Wednesday, June 6, 2012

The New Jobs Killer in the American Economy – No Not Taxes – Rising Student Debt

Idiotic Policy on College Costs Produces Disastrous Results

The failure of the U. S. economy to strongly rebound has many causes, and that in itself is a problem.  If there were just one or two causes of the problem public policy could zero in on them, fix them and everyone could all move forward.  But with a multitude of causes just addressing a few of them does not solve the problem, the remaining causes are more than capable of continuing to wreck havoc on job creation and growth.

One of these causes is the ballooning size of student loans that college graduates and attendees are incurring.  This debt has risen dramatically in the past decade, so much so that student loan debt is now higher than credit card debt.
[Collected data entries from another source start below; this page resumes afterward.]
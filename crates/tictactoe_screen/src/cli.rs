//! Command-line interface for the terminal game.

use clap::Parser;
use std::path::PathBuf;

/// Two-player tic-tac-toe in the terminal
#[derive(Parser, Debug)]
#[command(name = "tictactoe")]
#[command(about = "Two-player tic-tac-toe in the terminal", long_about = None)]
#[command(version)]
pub struct Cli {
    /// TOML file with player names and marks
    #[arg(short, long)]
    pub config: Option<PathBuf>,

    /// Display name for Player One
    #[arg(long)]
    pub player_one: Option<String>,

    /// Display name for Player Two
    #[arg(long)]
    pub player_two: Option<String>,

    /// Mark drawn for Player One's tokens
    #[arg(long)]
    pub mark_one: Option<char>,

    /// Mark drawn for Player Two's tokens
    #[arg(long)]
    pub mark_two: Option<char>,
}

#[cfg(test)]
mod tests {
    use super::*;

    #[test]
    fn test_parse_names_and_marks() {
        let cli = Cli::try_parse_from([
            "tictactoe",
            "--player-one",
            "Ada",
            "--mark-two",
            "@",
        ])
        .unwrap();
        assert_eq!(cli.player_one.as_deref(), Some("Ada"));
        assert_eq!(cli.player_two, None);
        assert_eq!(cli.mark_two, Some('@'));
        assert!(cli.config.is_none());
    }

    #[test]
    fn test_rejects_multi_char_mark() {
        assert!(Cli::try_parse_from(["tictactoe", "--mark-one", "XX"]).is_err());
    }
}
[STUDENT]Americans owed $904 billion in student loans at the end of March, nearly 8% more than a year ago, the New York Fed said Thursday in a quarterly report on consumer credit. That compares with the $679 billion they owed on credit cards at the end of the first quarter.
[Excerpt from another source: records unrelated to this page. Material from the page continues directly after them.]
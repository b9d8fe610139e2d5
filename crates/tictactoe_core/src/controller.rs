//! Turn flow: placement, terminal check, turn switch, reset.

use crate::board::Board;
use crate::cell::Token;
use crate::error::MoveError;
use crate::invariants::{ControllerInvariants, InvariantSet};
use crate::outcome::{Outcome, Round};
use crate::player::{DEFAULT_PLAYER_ONE_NAME, DEFAULT_PLAYER_TWO_NAME, Player};
use crate::rules::{self, Evaluation};
use tracing::{debug, info, instrument};

/// Receives the outcome of every finished game, before the board resets.
pub trait GameEndListener {
    /// Called once per finished game.
    fn game_ended(&mut self, outcome: &Outcome);
}

impl<F> GameEndListener for F
where
    F: FnMut(&Outcome),
{
    fn game_ended(&mut self, outcome: &Outcome) {
        self(outcome)
    }
}

/// Owns the board and both players and drives the rounds.
///
/// A game that ends in a victory or a tie is replaced immediately by a
/// fresh one with Player One to move; registered listeners see the outcome
/// first.
pub struct GameController {
    board: Board,
    players: [Player; 2],
    active: Token,
    games_completed: u64,
    listeners: Vec<Box<dyn GameEndListener>>,
}

impl GameController {
    /// Creates a controller with the default player names.
    pub fn new() -> Self {
        Self::with_names(DEFAULT_PLAYER_ONE_NAME, DEFAULT_PLAYER_TWO_NAME)
    }

    /// Creates a controller with custom player names.
    #[instrument(skip(player_one, player_two))]
    pub fn with_names(player_one: impl Into<String>, player_two: impl Into<String>) -> Self {
        let players = [
            Player::new(player_one, Token::PlayerOne),
            Player::new(player_two, Token::PlayerTwo),
        ];
        info!(
            player_one = %players[0].name(),
            player_two = %players[1].name(),
            "New game"
        );
        Self {
            board: Board::new(),
            players,
            active: Token::PlayerOne,
            games_completed: 0,
            listeners: Vec::new(),
        }
    }

    /// Registers a listener for finished games.
    pub fn on_game_end(&mut self, listener: impl GameEndListener + 'static) {
        self.listeners.push(Box::new(listener));
    }

    /// The player whose turn it is.
    pub fn active_player(&self) -> &Player {
        self.player(self.active)
    }

    /// The player holding `token`.
    pub fn player(&self, token: Token) -> &Player {
        match token {
            Token::PlayerOne => &self.players[0],
            Token::PlayerTwo => &self.players[1],
        }
    }

    /// Both players, Player One first.
    pub fn players(&self) -> &[Player; 2] {
        &self.players
    }

    /// Read-only view of the current board.
    pub fn board(&self) -> &Board {
        &self.board
    }

    /// Number of games that have ended in a victory or a tie.
    pub fn games_completed(&self) -> u64 {
        self.games_completed
    }

    /// Plays one round for the active player at (row, column).
    ///
    /// A rejected placement leaves board and turn untouched. A winning or
    /// tying placement notifies listeners and resets the game; any other
    /// placement passes the turn.
    #[instrument(skip(self), fields(player = %self.active_player().name()))]
    pub fn play_round(&mut self, row: usize, column: usize) -> Result<Round, MoveError> {
        let token = self.active;
        self.board.place_token(row, column, token)?;

        let mover = self.player(token).clone();
        info!(
            "Placing {}'s token in row {} and column {}.",
            mover.name(),
            row,
            column
        );

        match rules::evaluate(&self.board, token) {
            Evaluation::Win(line) => {
                info!(%line, "{} has won the game!", mover.name());
                Ok(self.finish(Outcome::Victory {
                    winner: mover,
                    line,
                }))
            }
            Evaluation::Tie => {
                info!("The game has ended in a tie!");
                Ok(self.finish(Outcome::Tie))
            }
            Evaluation::Continue => {
                self.switch_player();
                debug_assert!(
                    ControllerInvariants::check_all(&*self).is_ok(),
                    "Controller invariants violated after round"
                );
                Ok(Round::Continue { next: self.active })
            }
        }
    }

    fn switch_player(&mut self) {
        self.active = self.active.opponent();
        debug!(
            snapshot = ?self.board.snapshot(),
            "{}'s turn.",
            self.active_player().name()
        );
    }

    fn finish(&mut self, outcome: Outcome) -> Round {
        for listener in &mut self.listeners {
            listener.game_ended(&outcome);
        }
        self.games_completed += 1;
        self.reset();
        Round::Ended(outcome)
    }

    fn reset(&mut self) {
        self.board = Board::new();
        self.active = Token::PlayerOne;
        info!(games_completed = self.games_completed, "Board reset");
    }

    #[cfg(test)]
    pub(crate) fn board_mut(&mut self) -> &mut Board {
        &mut self.board
    }
}

impl Default for GameController {
    fn default() -> Self {
        Self::new()
    }
}

impl std::fmt::Debug for GameController {
    fn fmt(&self, f: &mut std::fmt::Formatter<'_>) -> std::fmt::Result {
        f.debug_struct("GameController")
            .field("board", &self.board)
            .field("players", &self.players)
            .field("active", &self.active)
            .field("games_completed", &self.games_completed)
            .field("listeners", &self.listeners.len())
            .finish()
    }
}

#[cfg(test)]
mod tests {
    use super::*;
    use std::cell::RefCell;
    use std::rc::Rc;

    #[test]
    fn test_new_game_defaults() {
        let game = GameController::new();
        assert_eq!(game.active_player().name(), DEFAULT_PLAYER_ONE_NAME);
        assert_eq!(*game.active_player().token(), Token::PlayerOne);
        assert_eq!(game.players()[1].name(), DEFAULT_PLAYER_TWO_NAME);
        assert_eq!(game.board(), &Board::new());
        assert_eq!(game.games_completed(), 0);
    }

    #[test]
    fn test_turn_passes_after_placement() {
        let mut game = GameController::with_names("Ada", "Grace");
        let round = game.play_round(1, 1).unwrap();
        assert_eq!(round, Round::Continue { next: Token::PlayerTwo });
        assert_eq!(game.active_player().name(), "Grace");
    }

    #[test]
    fn test_rejected_move_keeps_turn() {
        let mut game = GameController::new();
        game.play_round(0, 0).unwrap();
        let before = game.board().clone();

        assert_eq!(
            game.play_round(0, 0),
            Err(MoveError::InvalidMove { row: 0, column: 0 })
        );
        assert_eq!(
            game.play_round(0, 3),
            Err(MoveError::OutOfRange { row: 0, column: 3 })
        );
        assert_eq!(*game.active_player().token(), Token::PlayerTwo);
        assert_eq!(game.board(), &before);
    }

    #[test]
    fn test_listener_sees_outcome_before_reset() {
        let seen: Rc<RefCell<Vec<Outcome>>> = Rc::default();
        let sink = Rc::clone(&seen);

        let mut game = GameController::new();
        game.on_game_end(move |outcome: &Outcome| sink.borrow_mut().push(outcome.clone()));

        for (row, column) in [(0, 0), (1, 0), (0, 1), (1, 1), (0, 2)] {
            game.play_round(row, column).unwrap();
        }

        let seen = seen.borrow();
        assert_eq!(seen.len(), 1);
        assert_eq!(seen[0].winner().map(|p| p.name().as_str()), Some(DEFAULT_PLAYER_ONE_NAME));
        assert_eq!(game.games_completed(), 1);
    }
}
So why is this a problem?  Well the U. S. economy is driven by consumer spending.  That spending creates the demand for investment.  Without consumer spending business will not hire new employees and will not invest in new capacity, even if the capital gains tax is lowered.  And given the rising amount of student loan debt that is outstanding, new college graduates, college dropouts and even those who have been out of college for years but still have high loan balances simply cannot spend.

Going to college, gaining skills for a better job is usually a good decision.  But the benefits pay off in the long run.

"Borrowing a reasonable amount for programs that lead to degrees and certificates that are likely to improve an individual's long-term outcomes are good for the economy," said Sarah Turner, a University of Virginia economist.

In the short run in a moribund economy the costs of incurring huge debt is tremendous.

Some economists see signs of trouble. A rising number of student borrowers are behind on their payments; 9% of the total dollar amount of student loans is 90 days or more behind on a payment. Many new graduates are having trouble finding well-paying jobs even as payments come due, and a growing number of students are dropping out of school, meaning they are left with debts but no degree, recent research shows.

The problem is so great that even Mitt Romney agrees with Mr. Obama that interest on student loans should not be allowed to rise. 

This problem will not be solved anytime soon.  The practice in the U. S. of denying public colleges resources so that they have to raise tuition and fees, the practice of allowing college faculty at the senior level to work about 40% of what the rest of us do and the callous disregard of the “Greediest Generation” for the welfare of their children all means it will be decades before rational people recognize that creating huge student loan debt  so that the well off can have lower taxes is wrong. 

In the short run with huge numbers of former students using a large part of their income to pay interest and principal on student loans, rather than buying houses, buying cars, and spending money that will benefit the economy just means that the weak recovery will continue.  Thanks Conservatives.